As the George Mason University economist Tyler Cowen wrote in his 2011 e-book, The Great Stagnation, the Internet is a wonder when it comes to generating ''cheap fun.'' But because ''so many of its products are free,'' and because so much of a typical Web company's work is ''performed more or less automatically by the software and the servers,'' the online world is rather less impressive when it comes to generating job growth.
It's telling, in this regard, that the companies most often cited as digital-era successes, Apple and Amazon, both have business models that are firmly rooted in the production and delivery of nonvirtual goods. Apple's core competency is building better and more beautiful appliances; Amazon's is delivering everything from appliances to DVDs to diapers more swiftly and cheaply to your door.

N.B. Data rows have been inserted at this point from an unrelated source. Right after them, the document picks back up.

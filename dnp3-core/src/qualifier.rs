//! Object header qualifier codes

use crate::error::{Dnp3Error, Dnp3Result};

/// Qualifier codes understood by the outstation
#[derive(Debug, Clone, Copy, PartialEq, Eq, Hash)]
#[repr(u8)]
pub enum QualifierCode {
    /// 8-bit start and stop indices
    Range8 = 0x00,
    /// 16-bit start and stop indices
    Range16 = 0x01,
    /// All points, no range field
    AllObjects = 0x06,
    /// 8-bit limited quantity
    Count8 = 0x07,
    /// 16-bit limited quantity
    Count16 = 0x08,
    /// 8-bit count, 8-bit index prefix
    CountAndPrefix8 = 0x17,
    /// 16-bit count, 16-bit index prefix
    CountAndPrefix16 = 0x28,
    /// 8-bit count, 16-bit object size prefix (free format)
    FreeFormat16 = 0x5B,
}

impl QualifierCode {
    pub fn from_u8(value: u8) -> Dnp3Result<Self> {
        match value {
            0x00 => Ok(Self::Range8),
            0x01 => Ok(Self::Range16),
            0x06 => Ok(Self::AllObjects),
            0x07 => Ok(Self::Count8),
            0x08 => Ok(Self::Count16),
            0x17 => Ok(Self::CountAndPrefix8),
            0x28 => Ok(Self::CountAndPrefix16),
            0x5B => Ok(Self::FreeFormat16),
            other => Err(Dnp3Error::Parse(format!(
                "Unsupported qualifier code 0x{:02X}",
                other
            ))),
        }
    }

    pub const fn as_u8(self) -> u8 {
        self as u8
    }

    /// Size of the range field that follows the qualifier
    pub const fn range_size(self) -> usize {
        match self {
            Self::Range8 => 2,
            Self::Range16 => 4,
            Self::AllObjects => 0,
            Self::Count8 | Self::CountAndPrefix8 | Self::FreeFormat16 => 1,
            Self::Count16 | Self::CountAndPrefix16 => 2,
        }
    }

    /// Size of the per-object prefix
    pub const fn prefix_size(self) -> usize {
        match self {
            Self::CountAndPrefix8 => 1,
            Self::CountAndPrefix16 | Self::FreeFormat16 => 2,
            _ => 0,
        }
    }

    /// Whether each object carries its point index
    pub const fn is_indexed(self) -> bool {
        matches!(self, Self::CountAndPrefix8 | Self::CountAndPrefix16)
    }

    /// Qualifiers accepted for event reads and class scans
    ///
    /// Group 113 (virtual terminal events) additionally accepts indexed
    /// qualifiers.
    pub const fn allowed_for_event_read(self, group: u8) -> bool {
        match self {
            Self::AllObjects | Self::Count8 | Self::Count16 | Self::FreeFormat16 => true,
            Self::CountAndPrefix8 | Self::CountAndPrefix16 => group == 113,
            _ => false,
        }
    }
}

#[cfg(test)]
mod tests {
    use super::*;

    #[test]
    fn test_qualifier_decode() {
        assert_eq!(QualifierCode::from_u8(0x28).unwrap(), QualifierCode::CountAndPrefix16);
        assert!(QualifierCode::from_u8(0x39).is_err());
    }

    #[test]
    fn test_event_read_qualifiers() {
        assert!(QualifierCode::AllObjects.allowed_for_event_read(2));
        assert!(QualifierCode::Count8.allowed_for_event_read(60));
        assert!(!QualifierCode::Range16.allowed_for_event_read(2));
        assert!(!QualifierCode::CountAndPrefix16.allowed_for_event_read(2));
        assert!(QualifierCode::CountAndPrefix16.allowed_for_event_read(113));
    }
}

By contrast, the more purely digital a company's product, the fewer jobs it tends to create and the fewer dollars it can earn per user -- a reality that journalists have become all too familiar with these last 10 years, and that Facebook's investors collided with last week. There are exceptions to this rule, but not all that many: even pornography, long one of the Internet's biggest moneymakers, has become steadily less profitable as amateur sites and videos have proliferated and the ''professionals'' have lost their monopoly on smut.
The German philosopher Josef Pieper wrote a book in 1952 entitled Leisure: The Basis of Culture. Pieper would no doubt be underwhelmed by the kind of culture that flourishes online, but leisure is clearly the basis of the Internet. From the lowbrow to the highbrow, LOLcats to Wikipedia, vast amounts of Internet content are created by people with no expectation of remuneration. The ''new economy,'' in this sense, isn't always even a commercial economy at all. Instead, as Slate's Matthew Yglesias has suggested, it's a kind of hobbyist's paradise, one that's subsidized by surpluses from the old economy it was supposed to gradually replace.
You can read the whole thing here.
Yglesias has a good illustration concurring with Douthat's piece:
To the best of my knowledge, nobody's ever gotten rich by inventing a card game. And even though casinos do make money hosting poker tournaments and there are such things as professional bridge players, quantitatively speaking those are marginal activities and the vast majority of games are friendly or low-stakes pursuits undertaken with no expectation of meaningful financial reward.